King James 2000 Bible (©2003)
Woe unto you that desire the day of the LORD! to what end is it for you? the day of the LORD is darkness, and not light.

American King James Version
Woe to you that desire the day of the LORD! to what end is it for you? the day of the LORD is darkness, and not light.

American Standard Version
Woe unto you that desire the day of Jehovah! Wherefore would ye have the day of Jehovah? It is darkness, and not light.

Douay-Rheims Bible
Woe to them that desire the day of the Lord: to what end is it for you? the day of the Lord is darkness, and not light.

Darby Bible Translation
Woe unto you that desire the day of Jehovah! To what end is the day of Jehovah for you? It shall be darkness and not light:

English Revised Version
Woe unto you that desire the day of the LORD! wherefore would ye have the day of the LORD? it is darkness, and not light.

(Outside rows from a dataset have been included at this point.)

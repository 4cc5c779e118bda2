//! SeaORM adapter for games and their participant rows - generic over ConnectionTrait.

use sea_orm::sea_query::Expr;
use sea_orm::{
    ActiveModelTrait, ColumnTrait, ConnectionTrait, EntityTrait, QueryFilter, QueryOrder,
    QuerySelect, Set,
};
use time::OffsetDateTime;
use uuid::Uuid;

use super::area_condition;
use crate::entities::games::GameStatus;
use crate::entities::{game_participants, games};

pub mod dto;

pub use dto::{GameCreate, GameUpdate};

pub type GameWithParticipants = (games::Model, Vec<game_participants::Model>);

/// Apply an update guarded by `expected_version`, bumping the version.
///
/// Zero affected rows means either the game is gone (`RecordNotFound`) or
/// someone else wrote first (`Custom("OPTIMISTIC_LOCK:{...}")`).
async fn optimistic_update_then_fetch<C, F>(
    conn: &C,
    id: Uuid,
    expected_version: i32,
    configure_update: F,
) -> Result<games::Model, sea_orm::DbErr>
where
    C: ConnectionTrait + Send + Sync,
    F: FnOnce(sea_orm::UpdateMany<games::Entity>) -> sea_orm::UpdateMany<games::Entity>,
{
    let now = OffsetDateTime::now_utc();

    let result = configure_update(games::Entity::update_many())
        .col_expr(games::Column::UpdatedAt, Expr::val(now).into())
        .col_expr(
            games::Column::Version,
            Expr::col(games::Column::Version).add(1),
        )
        .filter(games::Column::Id.eq(id))
        .filter(games::Column::Version.eq(expected_version))
        .exec(conn)
        .await?;

    if result.rows_affected == 0 {
        return match games::Entity::find_by_id(id).one(conn).await? {
            Some(game) => Err(sea_orm::DbErr::Custom(format!(
                "OPTIMISTIC_LOCK:{{\"expected\":{},\"actual\":{}}}",
                expected_version, game.version
            ))),
            None => Err(sea_orm::DbErr::RecordNotFound(format!(
                "Game {id} not found"
            ))),
        };
    }

    games::Entity::find_by_id(id)
        .one(conn)
        .await?
        .ok_or_else(|| sea_orm::DbErr::RecordNotFound(format!("Game {id} not found")))
}

pub async fn create_game<C: ConnectionTrait + Send + Sync>(
    conn: &C,
    dto: GameCreate,
    now: OffsetDateTime,
) -> Result<GameWithParticipants, sea_orm::DbErr> {
    let game = games::ActiveModel {
        id: Set(Uuid::new_v4()),
        status: Set(GameStatus::Created),
        activity: Set(dto.activity),
        lat: Set(dto.lat),
        lon: Set(dto.lon),
        created_at: Set(now),
        updated_at: Set(now),
        version: Set(1),
    }
    .insert(conn)
    .await?;

    let participants = insert_participants(
        conn,
        game.id,
        dto.participants.into_iter().map(|id| (id, false)),
        now,
    )
    .await?;

    Ok((game, participants))
}

async fn insert_participants<C, I>(
    conn: &C,
    game_id: Uuid,
    rows: I,
    now: OffsetDateTime,
) -> Result<Vec<game_participants::Model>, sea_orm::DbErr>
where
    C: ConnectionTrait + Send + Sync,
    I: IntoIterator<Item = (Uuid, bool)>,
{
    let models: Vec<game_participants::Model> = rows
        .into_iter()
        .map(|(play_request_id, confirmed)| game_participants::Model {
            game_id,
            play_request_id,
            confirmed,
            created_at: now,
        })
        .collect();
    if models.is_empty() {
        return Ok(models);
    }

    let actives = models.iter().map(|m| game_participants::ActiveModel {
        game_id: Set(m.game_id),
        play_request_id: Set(m.play_request_id),
        confirmed: Set(m.confirmed),
        created_at: Set(m.created_at),
    });
    game_participants::Entity::insert_many(actives)
        .exec_without_returning(conn)
        .await?;
    Ok(models)
}

pub async fn find_with_participants<C: ConnectionTrait + Send + Sync>(
    conn: &C,
    game_id: Uuid,
) -> Result<Option<GameWithParticipants>, sea_orm::DbErr> {
    let mut rows = games::Entity::find_by_id(game_id)
        .find_with_related(game_participants::Entity)
        .all(conn)
        .await?;
    Ok(rows.pop())
}

pub async fn find_by_ids<C: ConnectionTrait + Send + Sync>(
    conn: &C,
    ids: &[Uuid],
) -> Result<Vec<GameWithParticipants>, sea_orm::DbErr> {
    if ids.is_empty() {
        return Ok(Vec::new());
    }
    let mut rows = games::Entity::find()
        .filter(games::Column::Id.is_in(ids.iter().copied()))
        .find_with_related(game_participants::Entity)
        .all(conn)
        .await?;
    rows.sort_by(|(a, _), (b, _)| b.created_at.cmp(&a.created_at).then(a.id.cmp(&b.id)));
    Ok(rows)
}

/// CREATED games for `activity` inside the rectangle, oldest first.
pub async fn find_open_in_area<C: ConnectionTrait + Send + Sync>(
    conn: &C,
    activity: &str,
    lat_min: f64,
    lat_max: f64,
    lon_ranges: &[(f64, f64)],
) -> Result<Vec<GameWithParticipants>, sea_orm::DbErr> {
    let mut rows = games::Entity::find()
        .filter(games::Column::Activity.eq(activity))
        .filter(games::Column::Status.eq(GameStatus::Created))
        .filter(area_condition(
            games::Column::Lat,
            games::Column::Lon,
            lat_min,
            lat_max,
            lon_ranges,
        ))
        .order_by_asc(games::Column::CreatedAt)
        .find_with_related(game_participants::Entity)
        .all(conn)
        .await?;
    rows.sort_by(|(a, _), (b, _)| a.created_at.cmp(&b.created_at));
    Ok(rows)
}

/// Distinct ids of games referencing any of `play_request_ids`.
pub async fn game_ids_for_play_requests<C: ConnectionTrait + Send + Sync>(
    conn: &C,
    play_request_ids: &[Uuid],
) -> Result<Vec<Uuid>, sea_orm::DbErr> {
    if play_request_ids.is_empty() {
        return Ok(Vec::new());
    }
    let mut ids: Vec<Uuid> = game_participants::Entity::find()
        .select_only()
        .column(game_participants::Column::GameId)
        .filter(game_participants::Column::PlayRequestId.is_in(play_request_ids.iter().copied()))
        .distinct()
        .into_tuple()
        .all(conn)
        .await?;
    ids.sort();
    Ok(ids)
}

/// Overwrite status and participant rows under the version guard.
pub async fn update_game<C: ConnectionTrait + Send + Sync>(
    conn: &C,
    dto: GameUpdate,
) -> Result<GameWithParticipants, sea_orm::DbErr> {
    let status = dto.status;
    let game = optimistic_update_then_fetch(conn, dto.id, dto.expected_version, |update| {
        update.col_expr(games::Column::Status, Expr::val(status).into())
    })
    .await?;

    game_participants::Entity::delete_many()
        .filter(game_participants::Column::GameId.eq(game.id))
        .exec(conn)
        .await?;
    let participants =
        insert_participants(conn, game.id, dto.participants, game.updated_at).await?;

    Ok((game, participants))
}

/// Delete games and their participant rows. Returns the number of games removed.
pub async fn delete_by_ids<C: ConnectionTrait + Send + Sync>(
    conn: &C,
    ids: &[Uuid],
) -> Result<u64, sea_orm::DbErr> {
    if ids.is_empty() {
        return Ok(0);
    }
    game_participants::Entity::delete_many()
        .filter(game_participants::Column::GameId.is_in(ids.iter().copied()))
        .exec(conn)
        .await?;
    let result = games::Entity::delete_many()
        .filter(games::Column::Id.is_in(ids.iter().copied()))
        .exec(conn)
        .await?;
    Ok(result.rows_affected)
}

/// Remove participant rows pointing at `play_request_ids`.
pub async fn delete_participants_for_requests<C: ConnectionTrait + Send + Sync>(
    conn: &C,
    play_request_ids: &[Uuid],
) -> Result<u64, sea_orm::DbErr> {
    if play_request_ids.is_empty() {
        return Ok(0);
    }
    let result = game_participants::Entity::delete_many()
        .filter(game_participants::Column::PlayRequestId.is_in(play_request_ids.iter().copied()))
        .exec(conn)
        .await?;
    Ok(result.rows_affected)
}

Webster's Bible Translation
Woe to you that desire the day of the LORD! to what end is it for you? the day of the LORD is darkness, and not light.

World English Bible
"Woe to you who desire the day of Yahweh! Why do you long for the day of Yahweh? It is darkness, and not light.

Young's Literal Translation
Ho, ye who are desiring the day of Jehovah, Why is this to you -- the day of Jehovah? It is darkness, and not light,

Barnes' Notes on the Bible

Woe unto you that desire - for yourselves.

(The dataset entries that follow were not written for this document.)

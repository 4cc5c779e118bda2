use std::collections::BTreeSet;
use std::sync::Arc;
use std::time::Duration as StdDuration;

use playtogether::config::db::{DbKind, DbOwner, DbProfile};
use playtogether::domain::{area, GameDraft, GameStatus, Mutation};
use playtogether::errors::domain::{DomainError, NotFoundKind};
use playtogether::infra::db::bootstrap_db;
use playtogether::repos::{
    update_with_retry, ConditionalStore, ExpiryReport, MatchStore, SeaStore, WriteOutcome,
};
use playtogether::services::ExpirySweeper;
use time::{Duration, OffsetDateTime};
use uuid::Uuid;

use crate::support::factory::{cluster, draft_at, draft_for, fast_retry, seed_request, ORIGIN};

async fn store() -> SeaStore {
    let conn = bootstrap_db(DbKind::SqliteMemory, DbProfile::Test, DbOwner::App)
        .await
        .expect("sqlite memory bootstrap");
    SeaStore::new(conn)
}

fn draft(participants: &[Uuid]) -> GameDraft {
    GameDraft {
        activity: "tennis".into(),
        location: ORIGIN,
        participants: participants.iter().copied().collect::<BTreeSet<_>>(),
    }
}

#[tokio::test]
async fn upsert_is_keyed_by_requester_and_activity() {
    let store = store().await;
    let now = OffsetDateTime::now_utc();
    let requester = Uuid::new_v4();

    let first = store
        .upsert_play_request(&draft_for(requester, "tennis", ORIGIN, 5.0, now), now)
        .await
        .unwrap();
    let moved = ORIGIN.offset(0.01, 0.0);
    let second = store
        .upsert_play_request(&draft_for(requester, "tennis", moved, 7.0, now), now)
        .await
        .unwrap();

    assert_eq!(first.id, second.id);
    let stored = store
        .find_play_request_for(requester, "tennis")
        .await
        .unwrap()
        .unwrap();
    assert_eq!(stored.lat, moved.lat);
    assert_eq!(stored.range_km, 7.0);
}

#[tokio::test]
async fn requests_in_area_come_from_the_rectangle_query() {
    let store = store().await;
    let now = OffsetDateTime::now_utc();
    let near = store
        .upsert_play_request(&draft_at("tennis", ORIGIN.offset(0.01, 0.0), 5.0, now), now)
        .await
        .unwrap();
    store
        .upsert_play_request(&draft_at("tennis", ORIGIN.offset(1.0, 0.0), 5.0, now), now)
        .await
        .unwrap();

    let area = area::calculate(ORIGIN, 5.0).unwrap();
    let found = store.play_requests_in_area("tennis", &area).await.unwrap();
    assert_eq!(found.iter().map(|r| r.id).collect::<Vec<_>>(), vec![near.id]);
}

#[tokio::test]
async fn created_game_reads_back_with_participants() {
    let store = store().await;
    let (a, b) = seed_pair(&store).await;

    let created = store
        .create_game(&draft(&[a, b]), OffsetDateTime::now_utc())
        .await
        .unwrap();
    assert_eq!(created.version, 1);

    let read = store.read(&created.value.id).await.unwrap().unwrap();
    assert_eq!(read.version, 1);
    assert_eq!(read.value.status, GameStatus::Created);
    assert_eq!(read.value.participants, BTreeSet::from([a, b]));
    assert!(read.value.confirmed.is_empty());
}

#[tokio::test]
async fn write_if_checks_the_version() {
    let store = store().await;
    let (a, b) = seed_pair(&store).await;
    let game = store
        .create_game(&draft(&[a, b]), OffsetDateTime::now_utc())
        .await
        .unwrap();
    let id = game.value.id;

    let mut edited = game.value.clone();
    assert_eq!(edited.confirm(a).unwrap(), Mutation::Changed);

    match store.write_if(&id, &edited, 1).await.unwrap() {
        WriteOutcome::Written(stored) => {
            assert_eq!(stored.version, 2);
            assert_eq!(stored.value.confirmed, BTreeSet::from([a]));
        }
        WriteOutcome::Stale => panic!("first write should land"),
    }

    // same expected version again: someone else already moved it on
    let outcome = store.write_if(&id, &edited, 1).await.unwrap();
    assert_eq!(outcome, WriteOutcome::Stale);

    let err = store.write_if(&Uuid::new_v4(), &edited, 2).await.unwrap_err();
    assert!(matches!(err, DomainError::NotFound(NotFoundKind::Game, _)));
}

#[tokio::test]
async fn write_if_targets_the_key_not_the_value_id() {
    let store = store().await;
    let (a, b) = seed_pair(&store).await;
    let game = store
        .create_game(&draft(&[a, b]), OffsetDateTime::now_utc())
        .await
        .unwrap();

    let mut edited = game.value.clone();
    edited.confirm(a).unwrap();
    let ghost = Uuid::new_v4();

    for version in [1, 2] {
        let err = store.write_if(&ghost, &edited, version).await.unwrap_err();
        assert!(matches!(err, DomainError::NotFound(NotFoundKind::Game, _)));
    }
    assert!(store.read(&ghost).await.unwrap().is_none());

    let untouched = store.read(&game.value.id).await.unwrap().unwrap();
    assert_eq!(untouched.version, 1);
    assert!(untouched.value.confirmed.is_empty());
}

#[tokio::test]
async fn retry_loop_completes_the_game_on_the_database() {
    let store = store().await;
    let (a, b) = seed_pair(&store).await;
    let game = store
        .create_game(&draft(&[a, b]), OffsetDateTime::now_utc())
        .await
        .unwrap();
    let id = game.value.id;

    for participant in [a, b] {
        update_with_retry(&store, &id, &fast_retry(3), |g| g.confirm(participant))
            .await
            .unwrap();
    }

    let done = store.read(&id).await.unwrap().unwrap();
    assert_eq!(done.value.status, GameStatus::Pending);
    assert_eq!(done.version, 3);
}

#[tokio::test]
async fn open_games_exclude_pending_ones() {
    let store = store().await;
    let now = OffsetDateTime::now_utc();
    let (a, b) = seed_pair(&store).await;
    let open = store.create_game(&draft(&[a]), now).await.unwrap();
    let closing = store.create_game(&draft(&[b]), now).await.unwrap();
    update_with_retry(&store, &closing.value.id, &fast_retry(3), |g| g.confirm(b))
        .await
        .unwrap();

    let area = area::calculate(ORIGIN, 5.0).unwrap();
    let found = store.open_games_in_area("tennis", &area).await.unwrap();
    assert_eq!(
        found.iter().map(|g| g.value.id).collect::<Vec<_>>(),
        vec![open.value.id]
    );
}

#[tokio::test]
async fn games_for_requester_follow_their_requests() {
    let store = store().await;
    let now = OffsetDateTime::now_utc();
    let requester = Uuid::new_v4();
    let mine = store
        .upsert_play_request(&draft_for(requester, "tennis", ORIGIN, 5.0, now), now)
        .await
        .unwrap();
    let (other, _) = seed_pair(&store).await;
    let game = store.create_game(&draft(&[mine.id, other]), now).await.unwrap();

    let listed = store.games_for_requester(requester).await.unwrap();
    assert_eq!(listed.len(), 1);
    assert_eq!(listed[0].value.id, game.value.id);
    assert!(store
        .games_for_requester(Uuid::new_v4())
        .await
        .unwrap()
        .is_empty());
}

#[tokio::test]
async fn expiry_cascades_through_games_in_one_pass() {
    let store = store().await;
    let now = OffsetDateTime::now_utc();
    let points = cluster(3);
    let soon = now + Duration::minutes(10);
    let later = now + Duration::hours(3);

    let a = seed_request(&store, "tennis", points[0], soon, now).await;
    let b = seed_request(&store, "tennis", points[1], soon, now).await;
    let c = seed_request(&store, "tennis", points[2], later, now).await;
    let survivor = store.create_game(&draft(&[a.id, c.id]), now).await.unwrap();
    let doomed = store.create_game(&draft(&[a.id, b.id]), now).await.unwrap();

    let sweeper = ExpirySweeper::new(Arc::new(store.clone()), StdDuration::from_secs(60));
    let report = sweeper.tick(now + Duration::hours(1)).await.unwrap();

    assert_eq!(
        report,
        ExpiryReport {
            expired_requests: 2,
            games_updated: 1,
            games_deleted: 1,
        }
    );
    let kept = store.read(&survivor.value.id).await.unwrap().unwrap();
    assert_eq!(kept.value.participants, BTreeSet::from([c.id]));
    assert_eq!(kept.version, 2);
    assert!(store.read(&doomed.value.id).await.unwrap().is_none());
    assert!(store.find_play_request(a.id).await.unwrap().is_none());

    // nothing left to do
    let again = sweeper.tick(now + Duration::hours(1)).await.unwrap();
    assert_eq!(again, ExpiryReport::default());
}

async fn seed_pair(store: &SeaStore) -> (Uuid, Uuid) {
    let now = OffsetDateTime::now_utc();
    let points = cluster(2);
    let a = seed_request(store, "tennis", points[0], now + Duration::hours(1), now).await;
    let b = seed_request(store, "tennis", points[1], now + Duration::hours(1), now).await;
    (a.id, b.id)
}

The Day of the Lord - There were "mockers in those days" 2 Peter 3:3-4; Jde 1:18, as there are now, and as there shall be in the last. And as the "scoffers in the last days" 2 Peter 3:3-4; Jde 1:18 shall say, "Where is the promise of His coming?" so these said, "let Him make speed and hasten His work, that we way see it, and let the council of the Holy One of Israel draw nigh and come, that we may know it" Isaiah 5:19. Jeremiah complained; "they say unto me, where is the word of the Lord? let it come now!" Jeremiah 17:15. And God says to Ezekiel, "Son of man, what is that proverb that ye have in the land of Israel, saying, the days are prolonged, and every vision faileth? The vision that he seeth is for many days, and he prophesieth of the times far off" Ezekiel 12:22, Ezekiel 12:27. "They would shew their courage and strength of mind, by longing for the Day of the Lord, which the prophets foretold, in which God was to shew forth His power on the disobedient."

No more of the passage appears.